Nawrocki, der von der rechtskonservativen Oppositionspartei Recht und Gerechtigkeit (PiS) nominiert worden war, hatte die Stichwahl um das Präsidentenamt am Sonntag mit 50,89 Prozent der Stimmen knapp gewonnen. Der Pro-Europäer Trzaskowski erhielt 49,11 Prozent. PiS-Chef Jaroslaw Kaczynski meinte, das Wahlergebnis sei die "rote Karte" für Tusks Regierung. Diese solle abtreten.
Tusk führt seit Ende 2023 ein Mitte-Links-Bündnis aus drei Parteien. Wichtigstes Projekt seiner Regierung ist es, Eingriffe in die Rechtsstaatlichkeit rückgängig zu machen, die die PiS während ihrer Regierungszeit von 2015 bis 2023 vornahm.
Totalblockade durch Nawrocki?
Entsprechende Gesetzentwürfe hat der noch amtierende Präsident Andrzej Duda, der aus den Reihen der PiS stammt, bisher blockiert. Politische Beobachter erwarten, dass Nawrocki genauso verfahren - oder möglicherweise sogar mit größerer Härte vorgehen wird. "Wenn Duda der Regierung einen Stock in die Speichen gesteckt hat, dann werden es bei Nawrocki zwei sein", prophezeite Ex-Präsident Aleksander Kwasniewski in einem TV-Interview.

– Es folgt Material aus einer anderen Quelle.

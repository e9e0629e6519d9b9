//! Rumour model, category/status enums and the denormalized vote tally

use chrono::{DateTime, Utc};
use serde::{Deserialize, Serialize};
use std::fmt;
use uuid::Uuid;

use super::{ProfileId, VoteDirection};

pub type RumourId = Uuid;

/// What kind of move a rumour claims
#[derive(Debug, Clone, PartialEq, Eq, Hash, Serialize, Deserialize)]
#[serde(rename_all = "snake_case")]
pub enum RumourCategory {
    PlayerTransfer,
    TrainerTransfer,
    PlayerRetirement,
    TrainerRetirement,
    /// Category string this version does not know about
    Unknown(String),
}

impl RumourCategory {
    pub fn as_str(&self) -> &str {
        match self {
            RumourCategory::PlayerTransfer => "player_transfer",
            RumourCategory::TrainerTransfer => "trainer_transfer",
            RumourCategory::PlayerRetirement => "player_retirement",
            RumourCategory::TrainerRetirement => "trainer_retirement",
            RumourCategory::Unknown(raw) => raw,
        }
    }

    /// Parse a stored category. Never fails; unrecognised values are kept verbatim.
    pub fn from_db(raw: &str) -> Self {
        match raw {
            "player_transfer" => RumourCategory::PlayerTransfer,
            "trainer_transfer" => RumourCategory::TrainerTransfer,
            "player_retirement" => RumourCategory::PlayerRetirement,
            "trainer_retirement" => RumourCategory::TrainerRetirement,
            other => RumourCategory::Unknown(other.to_string()),
        }
    }
}

/// Lifecycle of a rumour. Anything but `Pending` is terminal.
#[derive(Debug, Clone, Copy, PartialEq, Eq, Hash, Serialize, Deserialize)]
#[serde(rename_all = "snake_case")]
pub enum RumourStatus {
    Pending,
    Confirmed,
    Denied,
}

impl RumourStatus {
    pub fn as_str(&self) -> &'static str {
        match self {
            RumourStatus::Pending => "pending",
            RumourStatus::Confirmed => "confirmed",
            RumourStatus::Denied => "denied",
        }
    }

    pub fn from_db(raw: &str) -> Option<Self> {
        match raw {
            "pending" => Some(RumourStatus::Pending),
            "confirmed" => Some(RumourStatus::Confirmed),
            "denied" => Some(RumourStatus::Denied),
            _ => None,
        }
    }

    pub fn is_terminal(&self) -> bool {
        !matches!(self, RumourStatus::Pending)
    }
}

impl fmt::Display for RumourStatus {
    fn fmt(&self, f: &mut fmt::Formatter<'_>) -> fmt::Result {
        f.write_str(self.as_str())
    }
}

/// Aggregate vote counts stored on the rumour row
#[derive(Debug, Clone, Copy, Default, PartialEq, Eq, Hash, Serialize, Deserialize)]
pub struct VoteTally {
    pub votes_up: i64,
    pub votes_down: i64,
}

impl VoteTally {
    pub fn new(votes_up: i64, votes_down: i64) -> Self {
        Self {
            votes_up: votes_up.max(0),
            votes_down: votes_down.max(0),
        }
    }

    pub fn total(&self) -> i64 {
        self.votes_up + self.votes_down
    }

    /// Tally after a first vote in `direction`
    pub fn with_new_vote(self, direction: VoteDirection) -> Self {
        match direction {
            VoteDirection::Up => Self::new(self.votes_up + 1, self.votes_down),
            VoteDirection::Down => Self::new(self.votes_up, self.votes_down + 1),
        }
    }

    /// Tally after an existing vote flips to `direction`.
    /// The old side is floored at zero to absorb earlier drift.
    pub fn with_switched_vote(self, direction: VoteDirection) -> Self {
        match direction {
            VoteDirection::Up => Self::new(self.votes_up + 1, (self.votes_down - 1).max(0)),
            VoteDirection::Down => Self::new((self.votes_up - 1).max(0), self.votes_down + 1),
        }
    }
}

/// A claim about a transfer or retirement
#[derive(Debug, Clone, PartialEq, Eq, Serialize, Deserialize)]
pub struct Rumour {
    pub id: RumourId,

    /// None once the author account has been anonymized
    pub creator_id: Option<ProfileId>,

    pub player_name: String,
    pub from_club: String,
    pub to_club: String,
    pub category: RumourCategory,
    pub status: RumourStatus,
    pub votes_up: i64,
    pub votes_down: i64,
    pub created_at: DateTime<Utc>,
}

impl Rumour {
    /// A fresh pending rumour with no votes
    pub fn new(
        creator_id: Option<ProfileId>,
        player_name: impl Into<String>,
        from_club: impl Into<String>,
        to_club: impl Into<String>,
        category: RumourCategory,
    ) -> Self {
        Self {
            id: Uuid::new_v4(),
            creator_id,
            player_name: player_name.into(),
            from_club: from_club.into(),
            to_club: to_club.into(),
            category,
            status: RumourStatus::Pending,
            votes_up: 0,
            votes_down: 0,
            created_at: Utc::now(),
        }
    }

    pub fn tally(&self) -> VoteTally {
        VoteTally::new(self.votes_up, self.votes_down)
    }

    pub fn is_pending(&self) -> bool {
        self.status == RumourStatus::Pending
    }

    pub fn is_created_by(&self, user_id: &ProfileId) -> bool {
        self.creator_id.as_ref() == Some(user_id)
    }
}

"In Übereinstimmung mit der Verfassung und unserem Gewissen werden wir mit dem neuen Präsidenten überall dort zusammenarbeiten, wo dies notwendig und möglich ist", betonte Tusk. Zugleich versicherte er: "Alle werden sehen, dass die Regierung nicht vorhat, auch nur einen Schritt zurückzuweichen."
Staatsoberhaupt mit Einfluss
In Polen hat das Staatsoberhaupt - anders als etwa der Bundespräsident in Deutschland - auch Einfluss auf die Außenpolitik. Im Kriegsfall ist der Amtsinhaber der Oberkommandierende der polnischen Streitkräfte. Vor allem aber kann er mit seinem Vetorecht der Regierung das Leben schwer machen. Um das Veto des Präsidenten aufzuheben, braucht es im Parlament eine Mehrheit von 60 Prozent der Abgeordneten, über die das Mitte-Links-Bündnis von Tusk nicht verfügt.
Er wolle Polen zu einer größeren internationalen Bedeutung verhelfen, erklärte Nawrocki. Einen NATO-Beitritt der Ukraine lehnt der Polit-Neuling ab. Den etwa eine Million ukrainischen Flüchtlingen in seinem Land wirft er vor, sich zu bereichern.
Nawrocki gilt als Bewunderer von US-Präsident Donald Trump, den er schon Anfang Mai im Weißen Haus in Washington traf. "Glückwunsch Polen, ihr habt einen Sieger gewählt", schrieb Trump denn auch auf seiner Onlineplattform Truth Social. Und er zitierte eine Schlagzeile des ultrakonservativen Senders Newsmax: "Ein Trump-Verbündeter siegt in Polen und schockiert ganz Europa."